[[ Data for review, beginning ]]

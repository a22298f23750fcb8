use super::support::simple_datamodel;
use crate::generator::{
  filter::FilterList, options::GenerationOptions, orchestrator::Orchestrator, render::OutputFormat,
  schema::SchemaDocument, warnings::GenerationWarning,
};

fn options_with(include: Option<&str>, exclude: Option<&str>) -> GenerationOptions {
  GenerationOptions {
    include_models: include.map(String::from),
    exclude_models: exclude.map(String::from),
    ..GenerationOptions::default()
  }
}

fn schema_names(document: &SchemaDocument) -> Vec<&str> {
  document.schemas().keys().map(String::as_str).collect()
}

#[test]
fn test_build_without_filters_emits_every_model_and_enum() {
  let orchestrator = Orchestrator::new(simple_datamodel(), GenerationOptions::default());
  let generated = orchestrator.build().unwrap();

  assert_eq!(schema_names(&generated.document), vec!["User", "Post", "Profile", "Role"]);
  assert_eq!(generated.stats.models_total, 3);
  assert_eq!(generated.stats.models_generated, 3);
  assert_eq!(generated.stats.enums_generated, 1);
  assert_eq!(generated.stats.schemas_generated(), generated.document.schemas().len());
  assert!(generated.stats.warnings.is_empty());
}

#[test]
fn test_include_then_exclude_keeps_enums() {
  let orchestrator = Orchestrator::new(simple_datamodel(), options_with(Some("User,Post"), Some("Post")));
  let generated = orchestrator.build().unwrap();

  assert_eq!(schema_names(&generated.document), vec!["User", "Role"]);
  assert_eq!(generated.stats.models_generated, 1);
  assert_eq!(generated.stats.schemas_generated(), 2);
}

#[test]
fn test_unmatched_filter_names_become_warnings() {
  let orchestrator = Orchestrator::new(simple_datamodel(), options_with(Some("User,NonExistentModel"), None));
  let generated = orchestrator.build().unwrap();

  assert_eq!(schema_names(&generated.document), vec!["User", "Role"]);
  assert_eq!(
    generated.stats.warnings,
    vec![GenerationWarning::UnmatchedFilterName {
      list: FilterList::Include,
      name: "NonExistentModel".to_string(),
    }]
  );
  assert!(!generated.stats.warnings[0].is_degraded_field());
}

#[test]
fn test_generate_renders_enabled_encodings_in_order() {
  let options = GenerationOptions {
    generate_json: true,
    generate_js_doc: true,
    ..GenerationOptions::default()
  };
  let output = Orchestrator::new(simple_datamodel(), options).generate().unwrap();

  let names: Vec<&str> = output.files.iter().map(|file| file.file_name()).collect();
  assert_eq!(names, vec!["openapi.yaml", "openapi.json", "openapi.js"]);
  assert!(output.content(OutputFormat::Yaml).unwrap().contains("openapi: 3.1.0"));
  assert!(output.content(OutputFormat::JsDoc).unwrap().contains("@openapi"));
}

#[test]
fn test_generate_with_every_encoding_disabled_renders_nothing() {
  let options = GenerationOptions {
    generate_yaml: false,
    ..GenerationOptions::default()
  };
  let output = Orchestrator::new(simple_datamodel(), options).generate().unwrap();

  assert!(output.files.is_empty());
  assert_eq!(output.stats.models_generated, 3);
}

#[test]
fn test_generation_is_deterministic() {
  let first = Orchestrator::new(simple_datamodel(), GenerationOptions::default())
    .render(OutputFormat::Json)
    .unwrap();
  let second = Orchestrator::new(simple_datamodel(), GenerationOptions::default())
    .render(OutputFormat::Json)
    .unwrap();

  assert_eq!(first, second);
}

#[test]
fn test_independent_runs_in_parallel_match_sequential_output() {
  let expected = Orchestrator::new(simple_datamodel(), GenerationOptions::default())
    .render(OutputFormat::Yaml)
    .unwrap();

  let results: Vec<String> = std::thread::scope(|scope| {
    let handles: Vec<_> = (0..4)
      .map(|_| {
        scope.spawn(|| {
          Orchestrator::new(simple_datamodel(), GenerationOptions::default())
            .render(OutputFormat::Yaml)
            .unwrap()
        })
      })
      .collect();
    handles.into_iter().map(|handle| handle.join().unwrap()).collect()
  });

  assert!(results.iter().all(|result| *result == expected));
}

[[ Data for review, end ]]

▸ Work task:
The data above needs to be repeated exactly, line for line.

▸ Exercise answer:
repository a22298f23750fcb8
use super::support::simple_datamodel;
use crate::generator::{
  filter::FilterList, options::GenerationOptions, orchestrator::Orchestrator, render::OutputFormat,
  schema::SchemaDocument, warnings::GenerationWarning,
};

fn options_with(include: Option<&str>, exclude: Option<&str>) -> GenerationOptions {
  GenerationOptions {
    include_models: include.map(String::from),
    exclude_models: exclude.map(String::from),
    ..GenerationOptions::default()
  }
}

fn schema_names(document: &SchemaDocument) -> Vec<&str> {
  document.schemas().keys().map(String::as_str).collect()
}

#[test]
fn test_build_without_filters_emits_every_model_and_enum() {
  let orchestrator = Orchestrator::new(simple_datamodel(), GenerationOptions::default());
  let generated = orchestrator.build().unwrap();

  assert_eq!(schema_names(&generated.document), vec!["User", "Post", "Profile", "Role"]);
  assert_eq!(generated.stats.models_total, 3);
  assert_eq!(generated.stats.models_generated, 3);
  assert_eq!(generated.stats.enums_generated, 1);
  assert_eq!(generated.stats.schemas_generated(), generated.document.schemas().len());
  assert!(generated.stats.warnings.is_empty());
}

#[test]
fn test_include_then_exclude_keeps_enums() {
  let orchestrator = Orchestrator::new(simple_datamodel(), options_with(Some("User,Post"), Some("Post")));
  let generated = orchestrator.build().unwrap();

  assert_eq!(schema_names(&generated.document), vec!["User", "Role"]);
  assert_eq!(generated.stats.models_generated, 1);
  assert_eq!(generated.stats.schemas_generated(), 2);
}

#[test]
fn test_unmatched_filter_names_become_warnings() {
  let orchestrator = Orchestrator::new(simple_datamodel(), options_with(Some("User,NonExistentModel"), None));
  let generated = orchestrator.build().unwrap();

  assert_eq!(schema_names(&generated.document), vec!["User", "Role"]);
  assert_eq!(
    generated.stats.warnings,
    vec![GenerationWarning::UnmatchedFilterName {
      list: FilterList::Include,
      name: "NonExistentModel".to_string(),
    }]
  );
  assert!(!generated.stats.warnings[0].is_degraded_field());
}

#[test]
fn test_generate_renders_enabled_encodings_in_order() {
  let options = GenerationOptions {
    generate_json: true,
    generate_js_doc: true,
    ..GenerationOptions::default()
  };
  let output = Orchestrator::new(simple_datamodel(), options).generate().unwrap();

  let names: Vec<&str> = output.files.iter().map(|file| file.file_name()).collect();
  assert_eq!(names, vec!["openapi.yaml", "openapi.json", "openapi.js"]);
  assert!(output.content(OutputFormat::Yaml).unwrap().contains("openapi: 3.1.0"));
  assert!(output.content(OutputFormat::JsDoc).unwrap().contains("@openapi"));
}

#[test]
fn test_generate_with_every_encoding_disabled_renders_nothing() {
  let options = GenerationOptions {
    generate_yaml: false,
    ..GenerationOptions::default()
  };
  let output = Orchestrator::new(simple_datamodel(), options).generate().unwrap();

  assert!(output.files.is_empty());
  assert_eq!(output.stats.models_generated, 3);
}

#[test]
fn test_generation_is_deterministic() {
  let first = Orchestrator::new(simple_datamodel(), GenerationOptions::default())
    .render(OutputFormat::Json)
    .unwrap();
  let second = Orchestrator::new(simple_datamodel(), GenerationOptions::default())
    .render(OutputFormat::Json)
    .unwrap();

  assert_eq!(first, second);
}

#[test]
fn test_independent_runs_in_parallel_match_sequential_output() {
  let expected = Orchestrator::new(simple_datamodel(), GenerationOptions::default())
    .render(OutputFormat::Yaml)
    .unwrap();

  let results: Vec<String> = std::thread::scope(|scope| {
    let handles: Vec<_> = (0..4)
      .map(|_| {
        scope.spawn(|| {
          Orchestrator::new(simple_datamodel(), GenerationOptions::default())
            .render(OutputFormat::Yaml)
            .unwrap()
        })
      })
      .collect();
    handles.into_iter().map(|handle| handle.join().unwrap()).collect()
  });

  assert!(results.iter().all(|result| *result == expected));
}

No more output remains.